Abstract. In practice, the information that bidders receive about auction outcomes is often a design choice of the auctioneer. For example, in some settings bidders only learn whether or not they win, while in others all bids are revealed after the auction ends. I study how this information feedback affects equilibrium outcomes in a first price auction by focusing on the effect of such feedback on bidders' beliefs about their opponents' strategies and their own valuation of the object. I depart from the  existing literature by replacing the Nash equilibrium solution concept with a less restrictive one, self-confirming equilibrium (SCE), which requires bidders' beliefs to be consistent with the information obtained about equilibrium outcomes, though not necessarily correct. In a private values environment, revealing the two highest bids is sufficient for bidders to have correct beliefs (and therefore to play a Nash equilibrium). When valuations are not private, the same result holds if in addition bidders obtain feedback about the value of objects that they do not win. In contrast, in every symmetric SCE of a symmetric, affiliated, private values model, bidding strategies and revenue are (weakly) higher when only the highest bid is revealed compared to the case where at least the two highest bids are revealed. With interdependent valuations, revenue may increase by requiring the winning bidder to reveal information about the ex-post value of the object.




“Robust Equilibrium Analysis in Games with Uncertainty”

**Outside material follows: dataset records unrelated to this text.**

use serde::Serialize;

pub fn print_json<T: Serialize>(value: &T) -> anyhow::Result<()> {
    let json = serde_json::to_string_pretty(value)?;
    println!("{json}");
    Ok(())
}

/// Left-aligned columns, two spaces apart, with a dashed rule under the
/// header.
pub fn print_table(headers: &[&str], rows: Vec<Vec<String>>) {
    let mut widths: Vec<usize> = headers.iter().map(|h| h.len()).collect();
    for row in &rows {
        for (i, cell) in row.iter().enumerate() {
            if let Some(w) = widths.get_mut(i) {
                *w = (*w).max(cell.chars().count());
            }
        }
    }

    let line = |cells: Vec<String>| -> String {
        cells
            .iter()
            .enumerate()
            .map(|(i, cell)| {
                let w = widths.get(i).copied().unwrap_or(0);
                format!("{cell:w$}")
            })
            .collect::<Vec<_>>()
            .join("  ")
            .trim_end()
            .to_string()
    };

    println!("{}", line(headers.iter().map(|h| h.to_string()).collect()));
    println!(
        "{}",
        widths
            .iter()
            .map(|&w| "-".repeat(w))
            .collect::<Vec<_>>()
            .join("  ")
    );
    for row in rows {
        println!("{}", line(row));
    }
}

Newer version coming soon 


Abstract. I propose an extension of Nash equilibrium to games with incomplete information that provides a framework for evaluating the robustness of equilibrium predictions to assumptions regarding players’ uncertainty about the game. This uncertainty includes, but is not limited to, payoff and strategic uncertainty, beliefs about other players’ rationality, beliefs about other players’ beliefs, and so on, so that in principle the framework accommodates any hierarchy of beliefs. However, in contrast to the Bayesian Nash equilibrium (BNE) framework and in the spirit of self-confirming equilibrium, the proposed equilibrium concept restricts hierarchies of beliefs to be consistent with players’ knowledge of equilibrium play. While rationalizability, standard BNE (i.e. with the correct prior over payoff uncertainty being common knowledge), and self-confirming equilibrium all constitute special cases, the proposed concept allows for the analysis of intermediate cases where knowledge of equilibrium play does not eliminate uncertainty and players use their (higher order) beliefs about the game to infer what other players are doing in equilibrium. The main result is a characterization of the solution concept in terms of a procedure that iteratively eliminates strategies. In a finite game, the procedure finds the set of equilibria in a finite number of steps. I illustrate the approach in a duopoly game with demand uncertainty.




Work in Progress



Endogenous Participation and Local Market Power in Highway Procurement joint with Liran Einav


Information Aggregation, Learning, and Non-strategic Behavior in Voting Environments” joint with Demian Pouzo.


“Learning to Trade Under Adverse Selection: Experimental Evidence” joint with Emanuel Vespa.